- **Instructions to follow**
Where does the word "namespace" appear in the entries below? Copy each line that holds it.

Stored data entries:
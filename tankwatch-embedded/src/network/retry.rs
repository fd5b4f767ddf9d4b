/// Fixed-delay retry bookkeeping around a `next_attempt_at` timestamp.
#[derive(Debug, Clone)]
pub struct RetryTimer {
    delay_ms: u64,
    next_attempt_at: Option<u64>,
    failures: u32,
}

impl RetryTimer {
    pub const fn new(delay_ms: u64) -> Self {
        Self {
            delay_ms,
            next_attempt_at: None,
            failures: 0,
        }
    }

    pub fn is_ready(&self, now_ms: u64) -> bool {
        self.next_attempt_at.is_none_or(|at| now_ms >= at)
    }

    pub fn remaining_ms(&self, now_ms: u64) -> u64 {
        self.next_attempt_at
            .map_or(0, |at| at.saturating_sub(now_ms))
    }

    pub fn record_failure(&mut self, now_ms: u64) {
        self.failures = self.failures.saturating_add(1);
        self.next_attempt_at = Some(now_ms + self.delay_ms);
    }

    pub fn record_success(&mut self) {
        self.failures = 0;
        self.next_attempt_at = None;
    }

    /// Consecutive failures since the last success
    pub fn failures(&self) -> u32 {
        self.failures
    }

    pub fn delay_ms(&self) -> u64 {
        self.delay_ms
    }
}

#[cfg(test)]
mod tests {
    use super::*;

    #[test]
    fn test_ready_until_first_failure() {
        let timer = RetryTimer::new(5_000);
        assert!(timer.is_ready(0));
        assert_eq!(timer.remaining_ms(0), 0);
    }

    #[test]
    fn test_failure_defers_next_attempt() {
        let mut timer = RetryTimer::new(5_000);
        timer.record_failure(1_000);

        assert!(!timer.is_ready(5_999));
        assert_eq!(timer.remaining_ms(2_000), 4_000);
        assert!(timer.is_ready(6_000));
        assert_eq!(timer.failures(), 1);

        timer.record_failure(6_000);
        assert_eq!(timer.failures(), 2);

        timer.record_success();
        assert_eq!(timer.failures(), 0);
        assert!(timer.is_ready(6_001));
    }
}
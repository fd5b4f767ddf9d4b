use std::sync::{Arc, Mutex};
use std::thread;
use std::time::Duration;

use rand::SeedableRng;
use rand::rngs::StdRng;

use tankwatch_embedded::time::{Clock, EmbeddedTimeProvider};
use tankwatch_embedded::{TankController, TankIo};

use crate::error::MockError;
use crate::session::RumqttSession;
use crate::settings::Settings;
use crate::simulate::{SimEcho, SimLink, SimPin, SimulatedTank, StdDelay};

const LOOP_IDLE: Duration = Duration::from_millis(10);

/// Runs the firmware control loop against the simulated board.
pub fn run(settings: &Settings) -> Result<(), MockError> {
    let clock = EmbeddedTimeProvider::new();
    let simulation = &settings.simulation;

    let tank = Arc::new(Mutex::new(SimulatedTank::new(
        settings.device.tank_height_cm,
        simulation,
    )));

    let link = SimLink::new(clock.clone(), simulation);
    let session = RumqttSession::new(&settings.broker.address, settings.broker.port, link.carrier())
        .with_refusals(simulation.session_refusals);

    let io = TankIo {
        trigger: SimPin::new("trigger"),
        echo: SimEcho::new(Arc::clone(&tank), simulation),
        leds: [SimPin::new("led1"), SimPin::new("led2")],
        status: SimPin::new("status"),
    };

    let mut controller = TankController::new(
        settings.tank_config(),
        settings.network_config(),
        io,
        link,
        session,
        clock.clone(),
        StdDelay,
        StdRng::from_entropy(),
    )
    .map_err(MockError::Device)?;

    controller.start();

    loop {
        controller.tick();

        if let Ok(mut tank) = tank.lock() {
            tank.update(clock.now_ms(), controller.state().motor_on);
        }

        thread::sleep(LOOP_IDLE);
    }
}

* * *

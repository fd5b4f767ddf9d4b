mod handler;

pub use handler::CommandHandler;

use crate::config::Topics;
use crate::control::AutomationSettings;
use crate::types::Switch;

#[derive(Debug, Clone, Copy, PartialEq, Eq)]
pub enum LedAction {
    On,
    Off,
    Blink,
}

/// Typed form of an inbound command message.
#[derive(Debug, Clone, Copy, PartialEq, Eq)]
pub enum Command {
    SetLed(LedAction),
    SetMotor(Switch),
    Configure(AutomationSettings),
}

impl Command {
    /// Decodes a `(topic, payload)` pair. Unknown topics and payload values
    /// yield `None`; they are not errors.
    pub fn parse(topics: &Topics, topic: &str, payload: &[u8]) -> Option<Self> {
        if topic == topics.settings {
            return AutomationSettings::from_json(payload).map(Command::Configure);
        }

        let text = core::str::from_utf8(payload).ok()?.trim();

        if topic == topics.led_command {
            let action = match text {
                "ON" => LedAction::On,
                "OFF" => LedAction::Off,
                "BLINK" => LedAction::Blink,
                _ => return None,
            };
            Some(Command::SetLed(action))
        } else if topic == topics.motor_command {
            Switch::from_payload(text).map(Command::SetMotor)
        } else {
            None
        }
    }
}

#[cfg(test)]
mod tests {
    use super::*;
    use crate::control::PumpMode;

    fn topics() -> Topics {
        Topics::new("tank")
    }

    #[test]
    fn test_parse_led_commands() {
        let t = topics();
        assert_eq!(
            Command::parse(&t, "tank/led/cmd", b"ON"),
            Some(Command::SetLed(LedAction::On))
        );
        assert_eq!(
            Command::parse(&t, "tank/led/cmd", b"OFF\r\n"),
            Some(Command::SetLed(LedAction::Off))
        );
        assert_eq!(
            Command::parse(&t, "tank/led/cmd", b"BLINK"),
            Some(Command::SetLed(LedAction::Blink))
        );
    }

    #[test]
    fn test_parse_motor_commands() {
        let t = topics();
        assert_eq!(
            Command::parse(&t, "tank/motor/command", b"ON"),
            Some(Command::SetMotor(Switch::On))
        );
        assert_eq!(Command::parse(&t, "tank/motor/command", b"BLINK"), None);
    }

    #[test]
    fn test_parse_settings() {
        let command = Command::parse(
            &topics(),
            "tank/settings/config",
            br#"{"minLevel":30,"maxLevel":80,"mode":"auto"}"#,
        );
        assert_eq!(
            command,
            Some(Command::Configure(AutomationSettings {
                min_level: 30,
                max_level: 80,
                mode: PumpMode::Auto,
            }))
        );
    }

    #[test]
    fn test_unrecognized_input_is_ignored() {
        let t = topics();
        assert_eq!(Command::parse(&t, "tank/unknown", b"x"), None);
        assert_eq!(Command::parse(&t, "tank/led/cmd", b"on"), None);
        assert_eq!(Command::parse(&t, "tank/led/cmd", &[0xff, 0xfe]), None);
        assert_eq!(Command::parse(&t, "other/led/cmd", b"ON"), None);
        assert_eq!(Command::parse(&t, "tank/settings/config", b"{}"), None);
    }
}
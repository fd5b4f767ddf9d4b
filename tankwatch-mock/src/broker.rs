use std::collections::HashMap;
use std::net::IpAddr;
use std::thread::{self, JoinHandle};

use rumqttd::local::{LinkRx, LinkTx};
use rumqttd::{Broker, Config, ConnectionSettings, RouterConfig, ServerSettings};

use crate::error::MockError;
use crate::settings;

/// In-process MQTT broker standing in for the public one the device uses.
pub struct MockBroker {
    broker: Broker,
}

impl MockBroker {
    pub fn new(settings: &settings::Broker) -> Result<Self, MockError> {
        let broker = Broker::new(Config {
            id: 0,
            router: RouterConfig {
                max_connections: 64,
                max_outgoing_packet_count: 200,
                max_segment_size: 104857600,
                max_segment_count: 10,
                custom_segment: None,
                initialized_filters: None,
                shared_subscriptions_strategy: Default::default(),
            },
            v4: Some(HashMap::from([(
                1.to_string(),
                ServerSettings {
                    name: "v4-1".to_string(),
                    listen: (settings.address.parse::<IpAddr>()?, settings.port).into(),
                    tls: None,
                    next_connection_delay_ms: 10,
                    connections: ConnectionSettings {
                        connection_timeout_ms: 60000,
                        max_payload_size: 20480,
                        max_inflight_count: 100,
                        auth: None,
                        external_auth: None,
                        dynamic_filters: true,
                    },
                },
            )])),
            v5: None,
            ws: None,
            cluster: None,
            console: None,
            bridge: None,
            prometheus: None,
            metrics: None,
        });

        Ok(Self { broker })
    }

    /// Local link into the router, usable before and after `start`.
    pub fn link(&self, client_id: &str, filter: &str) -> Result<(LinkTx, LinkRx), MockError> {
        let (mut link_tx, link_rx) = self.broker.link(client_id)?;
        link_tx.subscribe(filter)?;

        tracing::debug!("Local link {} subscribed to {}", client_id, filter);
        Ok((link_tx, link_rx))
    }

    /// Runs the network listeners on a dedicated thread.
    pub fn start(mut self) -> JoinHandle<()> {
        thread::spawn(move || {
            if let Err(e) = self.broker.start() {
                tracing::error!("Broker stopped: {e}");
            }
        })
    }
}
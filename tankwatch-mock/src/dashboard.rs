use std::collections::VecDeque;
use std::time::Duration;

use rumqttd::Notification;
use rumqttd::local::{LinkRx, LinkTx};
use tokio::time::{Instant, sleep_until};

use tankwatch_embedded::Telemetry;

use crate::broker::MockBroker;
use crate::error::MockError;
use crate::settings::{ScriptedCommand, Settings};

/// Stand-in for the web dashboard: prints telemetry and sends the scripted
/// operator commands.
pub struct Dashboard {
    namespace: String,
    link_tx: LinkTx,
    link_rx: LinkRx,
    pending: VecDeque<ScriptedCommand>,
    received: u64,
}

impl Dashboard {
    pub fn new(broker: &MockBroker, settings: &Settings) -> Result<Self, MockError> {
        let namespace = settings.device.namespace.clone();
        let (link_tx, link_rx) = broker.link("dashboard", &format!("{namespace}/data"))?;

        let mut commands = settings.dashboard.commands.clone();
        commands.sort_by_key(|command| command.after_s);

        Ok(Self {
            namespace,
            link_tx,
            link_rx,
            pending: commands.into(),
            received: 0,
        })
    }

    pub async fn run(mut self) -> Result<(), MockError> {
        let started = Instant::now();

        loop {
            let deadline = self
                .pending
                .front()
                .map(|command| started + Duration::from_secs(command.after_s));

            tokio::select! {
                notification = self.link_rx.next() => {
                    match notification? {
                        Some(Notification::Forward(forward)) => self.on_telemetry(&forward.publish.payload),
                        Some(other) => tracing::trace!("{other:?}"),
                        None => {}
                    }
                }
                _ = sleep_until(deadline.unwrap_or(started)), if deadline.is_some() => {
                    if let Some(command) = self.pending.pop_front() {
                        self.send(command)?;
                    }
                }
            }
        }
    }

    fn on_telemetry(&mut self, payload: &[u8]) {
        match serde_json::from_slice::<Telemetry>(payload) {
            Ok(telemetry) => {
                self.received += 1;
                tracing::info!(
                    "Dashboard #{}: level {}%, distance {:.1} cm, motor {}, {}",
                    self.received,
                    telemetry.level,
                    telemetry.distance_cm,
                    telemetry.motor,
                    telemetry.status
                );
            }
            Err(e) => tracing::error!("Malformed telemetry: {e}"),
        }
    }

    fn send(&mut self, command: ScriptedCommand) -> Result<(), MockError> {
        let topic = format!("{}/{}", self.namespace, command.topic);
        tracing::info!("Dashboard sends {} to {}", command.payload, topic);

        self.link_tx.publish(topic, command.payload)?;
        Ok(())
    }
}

--

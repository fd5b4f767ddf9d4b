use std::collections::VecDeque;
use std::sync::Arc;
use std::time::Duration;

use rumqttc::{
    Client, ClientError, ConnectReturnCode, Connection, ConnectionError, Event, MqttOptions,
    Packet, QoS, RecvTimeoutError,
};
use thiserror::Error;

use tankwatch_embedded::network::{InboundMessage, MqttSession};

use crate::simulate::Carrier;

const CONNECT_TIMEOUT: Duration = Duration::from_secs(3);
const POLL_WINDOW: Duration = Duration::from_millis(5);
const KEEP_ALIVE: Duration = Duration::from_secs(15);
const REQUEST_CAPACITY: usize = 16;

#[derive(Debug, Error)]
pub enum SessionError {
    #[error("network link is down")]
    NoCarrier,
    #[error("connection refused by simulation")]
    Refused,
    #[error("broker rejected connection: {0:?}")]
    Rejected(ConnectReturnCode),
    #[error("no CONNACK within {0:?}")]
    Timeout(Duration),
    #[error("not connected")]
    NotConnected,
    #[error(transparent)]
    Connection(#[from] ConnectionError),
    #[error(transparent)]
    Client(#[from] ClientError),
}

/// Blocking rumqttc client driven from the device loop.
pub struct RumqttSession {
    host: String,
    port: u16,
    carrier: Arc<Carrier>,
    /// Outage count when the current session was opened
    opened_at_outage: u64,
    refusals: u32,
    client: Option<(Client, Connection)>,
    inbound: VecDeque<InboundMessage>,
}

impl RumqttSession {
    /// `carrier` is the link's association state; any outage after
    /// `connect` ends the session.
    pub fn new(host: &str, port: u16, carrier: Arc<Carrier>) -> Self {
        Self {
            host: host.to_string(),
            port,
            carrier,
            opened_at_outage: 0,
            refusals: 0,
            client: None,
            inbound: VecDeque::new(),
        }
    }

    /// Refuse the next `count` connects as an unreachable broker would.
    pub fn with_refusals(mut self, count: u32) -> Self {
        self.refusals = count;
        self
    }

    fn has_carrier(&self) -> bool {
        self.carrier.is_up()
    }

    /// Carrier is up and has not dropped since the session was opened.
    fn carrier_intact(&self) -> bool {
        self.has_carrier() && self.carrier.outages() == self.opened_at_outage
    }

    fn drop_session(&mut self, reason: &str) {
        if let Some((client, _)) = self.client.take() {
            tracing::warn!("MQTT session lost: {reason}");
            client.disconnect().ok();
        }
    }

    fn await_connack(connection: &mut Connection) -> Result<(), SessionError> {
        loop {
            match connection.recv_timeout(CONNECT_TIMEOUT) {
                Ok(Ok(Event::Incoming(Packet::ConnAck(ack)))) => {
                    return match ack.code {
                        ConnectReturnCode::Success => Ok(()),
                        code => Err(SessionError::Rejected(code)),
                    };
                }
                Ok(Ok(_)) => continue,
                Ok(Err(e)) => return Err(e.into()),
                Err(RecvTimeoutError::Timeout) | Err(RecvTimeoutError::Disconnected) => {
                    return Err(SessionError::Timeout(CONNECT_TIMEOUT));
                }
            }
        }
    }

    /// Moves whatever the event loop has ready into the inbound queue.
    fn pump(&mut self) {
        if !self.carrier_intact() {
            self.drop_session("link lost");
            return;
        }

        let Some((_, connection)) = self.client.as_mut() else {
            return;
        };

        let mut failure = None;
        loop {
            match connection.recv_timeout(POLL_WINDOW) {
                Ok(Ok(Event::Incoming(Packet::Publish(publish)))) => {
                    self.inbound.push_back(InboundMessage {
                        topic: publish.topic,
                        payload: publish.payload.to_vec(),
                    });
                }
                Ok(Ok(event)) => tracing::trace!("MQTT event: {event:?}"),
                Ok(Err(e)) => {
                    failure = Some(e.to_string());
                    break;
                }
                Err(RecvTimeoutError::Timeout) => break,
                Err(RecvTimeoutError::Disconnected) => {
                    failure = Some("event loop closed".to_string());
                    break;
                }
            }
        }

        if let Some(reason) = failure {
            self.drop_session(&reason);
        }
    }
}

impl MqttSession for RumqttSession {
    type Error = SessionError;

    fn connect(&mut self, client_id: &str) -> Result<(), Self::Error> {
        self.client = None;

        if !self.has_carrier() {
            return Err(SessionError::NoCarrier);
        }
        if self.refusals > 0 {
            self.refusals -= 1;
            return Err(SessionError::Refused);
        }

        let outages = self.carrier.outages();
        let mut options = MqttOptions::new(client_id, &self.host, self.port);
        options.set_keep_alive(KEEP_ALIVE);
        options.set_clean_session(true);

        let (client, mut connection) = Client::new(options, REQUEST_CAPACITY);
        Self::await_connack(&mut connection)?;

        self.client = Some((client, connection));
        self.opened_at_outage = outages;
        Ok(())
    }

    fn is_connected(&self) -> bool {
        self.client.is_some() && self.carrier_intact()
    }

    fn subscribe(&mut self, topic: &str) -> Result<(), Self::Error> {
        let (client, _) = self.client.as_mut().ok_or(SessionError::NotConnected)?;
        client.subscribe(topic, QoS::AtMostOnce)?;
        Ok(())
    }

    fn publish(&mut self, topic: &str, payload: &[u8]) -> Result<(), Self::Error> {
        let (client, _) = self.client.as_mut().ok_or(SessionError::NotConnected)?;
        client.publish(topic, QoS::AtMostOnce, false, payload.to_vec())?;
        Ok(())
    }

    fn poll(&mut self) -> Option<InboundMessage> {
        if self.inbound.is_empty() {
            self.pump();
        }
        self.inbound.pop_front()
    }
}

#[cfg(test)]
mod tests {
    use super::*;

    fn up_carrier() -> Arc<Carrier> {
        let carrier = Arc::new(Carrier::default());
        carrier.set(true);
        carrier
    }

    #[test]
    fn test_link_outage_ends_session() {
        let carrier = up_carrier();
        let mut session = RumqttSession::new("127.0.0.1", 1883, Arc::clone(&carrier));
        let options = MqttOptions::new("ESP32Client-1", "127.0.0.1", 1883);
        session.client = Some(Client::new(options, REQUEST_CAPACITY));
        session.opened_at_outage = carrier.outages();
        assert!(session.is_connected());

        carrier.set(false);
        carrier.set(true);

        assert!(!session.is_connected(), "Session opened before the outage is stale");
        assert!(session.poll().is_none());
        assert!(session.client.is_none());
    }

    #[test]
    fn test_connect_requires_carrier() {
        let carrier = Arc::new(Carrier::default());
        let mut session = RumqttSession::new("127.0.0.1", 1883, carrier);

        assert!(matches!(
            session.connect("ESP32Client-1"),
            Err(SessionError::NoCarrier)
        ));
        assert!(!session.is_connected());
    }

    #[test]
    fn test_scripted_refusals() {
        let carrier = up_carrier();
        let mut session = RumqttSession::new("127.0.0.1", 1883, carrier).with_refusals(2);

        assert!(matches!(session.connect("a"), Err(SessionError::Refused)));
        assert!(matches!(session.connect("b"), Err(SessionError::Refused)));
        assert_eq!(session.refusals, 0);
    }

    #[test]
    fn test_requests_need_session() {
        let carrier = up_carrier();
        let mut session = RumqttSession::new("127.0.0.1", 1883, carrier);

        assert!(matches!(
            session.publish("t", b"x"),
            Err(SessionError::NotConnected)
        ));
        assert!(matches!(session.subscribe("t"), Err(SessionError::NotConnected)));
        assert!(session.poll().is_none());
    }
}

- **Response below**
    namespace: String,
        let namespace = settings.device.namespace.clone();
        let (link_tx, link_rx) = broker.link("dashboard", &format!("{namespace}/data"))?;
            namespace,
        let topic = format!("{}/{}", self.namespace, command.topic);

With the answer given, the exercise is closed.